Work order:
The line containing "pub fn parameters<I, P>(mut" marks the end: write out exactly every line from the first line of the data below through that line, and only those.
-- Extracted entries follows --
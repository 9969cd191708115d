//! Anti-tampering check for detached info and error pages.
//!
//! Rendering such a page stores a signed [`DetachedInfoStateCookie`] holding
//! two state values: the one already in the page URL and a freshly generated
//! one embedded in the page's own links. A later request for the page must
//! carry one of the two in the `state_checker` query parameter.

use std::fmt::Display;

use serde::{Deserialize, Serialize};
use subtle::ConstantTimeEq;
use uuid::Uuid;

use crate::cookie::SetCookie;
use crate::session::config::{STATE_CHECKER_COOKIE_NAME, STATE_CHECKER_PARAM};
use crate::session::errors::SessionError;
use crate::session::types::{RequestContext, SessionServices};

#[derive(Debug, Clone, PartialEq, Eq, Serialize, Deserialize)]
#[serde(rename_all = "camelCase")]
pub struct DetachedInfoStateCookie {
    pub message_key: String,
    pub message_type: String,
    #[serde(default, skip_serializing_if = "Option::is_none")]
    pub status: Option<u16>,
    #[serde(default, skip_serializing_if = "Option::is_none")]
    pub client_uuid: Option<String>,
    #[serde(default, skip_serializing_if = "Option::is_none")]
    pub current_url_state: Option<String>,
    pub rendered_url_state: String,
    #[serde(default, skip_serializing_if = "Option::is_none")]
    pub message_parameters: Option<Vec<String>>,
}

/// What a detached page is about to show.
#[derive(Debug, Clone, Default, PartialEq, Eq)]
pub struct DetachedMessage {
    pub message_key: String,
    pub message_type: String,
    pub status: Option<u16>,
    pub client_id: Option<String>,
    pub parameters: Option<Vec<String>>,
}

impl DetachedMessage {
    pub fn new(message_key: impl Into<String>, message_type: impl Into<String>) -> Self {
        Self {
            message_key: message_key.into(),
            message_type: message_type.into(),
            ..Default::default()
        }
    }

    pub fn status(mut self, status: u16) -> Self {
        self.status = Some(status);
        self
    }

    pub fn client_id(mut self, client_id: impl Into<String>) -> Self {
        self.client_id = Some(client_id.into());
        self
    }

    pub fn parameters<I, P>(mut self, parameters: I) -> Self
    where
        I: IntoIterator<Item = P>,
        P: Display,
    {
        self.parameters = Some(parameters.into_iter().map(|p| p.to_string()).collect());
        self
    }
}

/// Sign the state for a detached page about to be rendered and store it in
/// the state checker cookie. The returned payload carries the
/// `rendered_url_state` the page should put in its links.
#[tracing::instrument(skip_all, fields(realm = %ctx.realm.name, message_key = %message.message_key))]
pub fn generate_and_set_state_checker_cookie(
    services: &SessionServices,
    ctx: &mut RequestContext<'_>,
    message: DetachedMessage,
) -> Result<DetachedInfoStateCookie, SessionError> {
    let max_age = ctx.realm.access_code_lifespan_user_action;

    let state = DetachedInfoStateCookie {
        message_key: message.message_key,
        message_type: message.message_type,
        status: message.status,
        client_uuid: message.client_id,
        current_url_state: ctx.query_param(STATE_CHECKER_PARAM).map(str::to_string),
        rendered_url_state: Uuid::new_v4().to_string(),
        message_parameters: message.parameters,
    };
    let encoded = services.tokens.encode(&state, services.now(), max_age)?;

    let cookie = SetCookie::new(STATE_CHECKER_COOKIE_NAME.as_str(), encoded)
        .path(ctx.realm.cookie_path())
        .max_age(max_age)
        .secure(ctx.secure_only())
        .http_only(true);
    ctx.cookies.add_cookie(cookie);

    tracing::trace!(max_age, "Generated state checker cookie");
    Ok(state)
}

fn state_matches(expected: &str, actual: &str) -> bool {
    expected.as_bytes().ct_eq(actual.as_bytes()).into()
}

fn verification_failed(message: String) -> SessionError {
    tracing::warn!(reason = %message, "State verification failed");
    SessionError::StateVerification(message)
}

/// Check `state_checker_param` against the state checker cookie.
///
/// Either stored value is accepted: the URL state covers a plain refresh of
/// the page, the rendered state covers following one of the page's links.
pub fn verify_state_checker_parameter(
    services: &SessionServices,
    ctx: &RequestContext<'_>,
    state_checker_param: Option<&str>,
) -> Result<DetachedInfoStateCookie, SessionError> {
    let cookie_value = ctx
        .cookies
        .get_cookie_value(&STATE_CHECKER_COOKIE_NAME)
        .filter(|value| !value.is_empty())
        .ok_or_else(|| verification_failed("State checker cookie is empty".to_string()))?;

    let param = state_checker_param
        .filter(|param| !param.is_empty())
        .ok_or_else(|| verification_failed("State checker parameter is empty".to_string()))?;

    let state: DetachedInfoStateCookie =
        services.tokens.decode(&cookie_value, services.now()).ok_or_else(|| {
            verification_failed("Failed to verify DetachedInfoStateCookie".to_string())
        })?;

    let matches_current = state
        .current_url_state
        .as_deref()
        .is_some_and(|current| state_matches(current, param));
    let matches_rendered = state_matches(&state.rendered_url_state, param);

    if matches_current || matches_rendered {
        return Ok(state);
    }

    Err(verification_failed(format!(
        "Failed to verify state. StateCheckerParameter: {}, cookie current state checker: {}, cookie rendered state checker: {}",
        param,
        state.current_url_state.as_deref().unwrap_or("none"),
        state.rendered_url_state
    )))
}
use std::collections::HashMap;
use std::fmt;
use std::sync::Arc;

use chrono::Utc;

use crate::cookie::CookieStore;
use crate::realm::{ClientConnection, Realm};
use crate::session_id::{RouteSuffixEncoder, StickySessionEncoder};
use crate::storage::AuthSessionStore;
use crate::token::TokenCodec;

/// Source of "now", in seconds since the epoch.
pub trait Clock: Send + Sync {
    fn now(&self) -> i64;
}

#[derive(Debug, Clone, Copy, Default)]
pub struct SystemClock;

impl Clock for SystemClock {
    fn now(&self) -> i64 {
        Utc::now().timestamp()
    }
}

/// Collaborators shared by every request: the session store, the sticky
/// routing strategy, the token signer and the clock.
#[derive(Clone)]
pub struct SessionServices {
    pub(crate) store: Arc<dyn AuthSessionStore>,
    pub(crate) encoder: Arc<dyn StickySessionEncoder>,
    pub(crate) tokens: TokenCodec,
    pub(crate) clock: Arc<dyn Clock>,
}

impl SessionServices {
    pub fn new(
        store: Arc<dyn AuthSessionStore>,
        encoder: Arc<dyn StickySessionEncoder>,
        tokens: TokenCodec,
        clock: Arc<dyn Clock>,
    ) -> Self {
        Self {
            store,
            encoder,
            tokens,
            clock,
        }
    }

    /// Services configured from the environment around the given store.
    pub fn from_env(store: Arc<dyn AuthSessionStore>) -> Self {
        Self::new(
            store,
            Arc::new(RouteSuffixEncoder::from_env()),
            TokenCodec::from_env(),
            Arc::new(SystemClock),
        )
    }

    pub fn store(&self) -> &Arc<dyn AuthSessionStore> {
        &self.store
    }

    pub fn now(&self) -> i64 {
        self.clock.now()
    }
}

impl fmt::Debug for SessionServices {
    fn fmt(&self, f: &mut fmt::Formatter<'_>) -> fmt::Result {
        f.debug_struct("SessionServices")
            .field("tokens", &self.tokens)
            .finish_non_exhaustive()
    }
}

/// Everything one request contributes: its realm, where it came from, its
/// cookies and its query string.
///
/// `detached_auth_session` is the signal for the page renderer: once set, the
/// page being produced has no live authentication session behind it.
pub struct RequestContext<'a> {
    pub realm: &'a Realm,
    pub connection: ClientConnection,
    pub cookies: &'a mut dyn CookieStore,
    query: HashMap<String, String>,
    detached_auth_session: bool,
}

impl<'a> RequestContext<'a> {
    pub fn new(
        realm: &'a Realm,
        connection: ClientConnection,
        cookies: &'a mut dyn CookieStore,
    ) -> Self {
        Self {
            realm,
            connection,
            cookies,
            query: HashMap::new(),
            detached_auth_session: false,
        }
    }

    pub fn with_query(mut self, query: HashMap<String, String>) -> Self {
        self.query = query;
        self
    }

    pub fn with_query_param(mut self, name: impl Into<String>, value: impl Into<String>) -> Self {
        self.query.insert(name.into(), value.into());
        self
    }

    pub fn query_param(&self, name: &str) -> Option<&str> {
        self.query.get(name).map(String::as_str)
    }

    /// Whether cookies issued for this request must be `Secure`.
    pub fn secure_only(&self) -> bool {
        self.realm.ssl_required.is_required(&self.connection)
    }

    pub fn set_detached_auth_session(&mut self) {
        self.detached_auth_session = true;
    }

    pub fn is_detached_auth_session(&self) -> bool {
        self.detached_auth_session
    }
}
-- Extracted entries concluded --
Response below:
repository 9969cd191708115d
//! Anti-tampering check for detached info and error pages.
//!
//! Rendering such a page stores a signed [`DetachedInfoStateCookie`] holding
//! two state values: the one already in the page URL and a freshly generated
//! one embedded in the page's own links. A later request for the page must
//! carry one of the two in the `state_checker` query parameter.

use std::fmt::Display;

use serde::{Deserialize, Serialize};
use subtle::ConstantTimeEq;
use uuid::Uuid;

use crate::cookie::SetCookie;
use crate::session::config::{STATE_CHECKER_COOKIE_NAME, STATE_CHECKER_PARAM};
use crate::session::errors::SessionError;
use crate::session::types::{RequestContext, SessionServices};

#[derive(Debug, Clone, PartialEq, Eq, Serialize, Deserialize)]
#[serde(rename_all = "camelCase")]
pub struct DetachedInfoStateCookie {
    pub message_key: String,
    pub message_type: String,
    #[serde(default, skip_serializing_if = "Option::is_none")]
    pub status: Option<u16>,
    #[serde(default, skip_serializing_if = "Option::is_none")]
    pub client_uuid: Option<String>,
    #[serde(default, skip_serializing_if = "Option::is_none")]
    pub current_url_state: Option<String>,
    pub rendered_url_state: String,
    #[serde(default, skip_serializing_if = "Option::is_none")]
    pub message_parameters: Option<Vec<String>>,
}

/// What a detached page is about to show.
#[derive(Debug, Clone, Default, PartialEq, Eq)]
pub struct DetachedMessage {
    pub message_key: String,
    pub message_type: String,
    pub status: Option<u16>,
    pub client_id: Option<String>,
    pub parameters: Option<Vec<String>>,
}

impl DetachedMessage {
    pub fn new(message_key: impl Into<String>, message_type: impl Into<String>) -> Self {
        Self {
            message_key: message_key.into(),
            message_type: message_type.into(),
            ..Default::default()
        }
    }

    pub fn status(mut self, status: u16) -> Self {
        self.status = Some(status);
        self
    }

    pub fn client_id(mut self, client_id: impl Into<String>) -> Self {
        self.client_id = Some(client_id.into());
        self
    }

    pub fn parameters<I, P>(mut self, parameters: I) -> Self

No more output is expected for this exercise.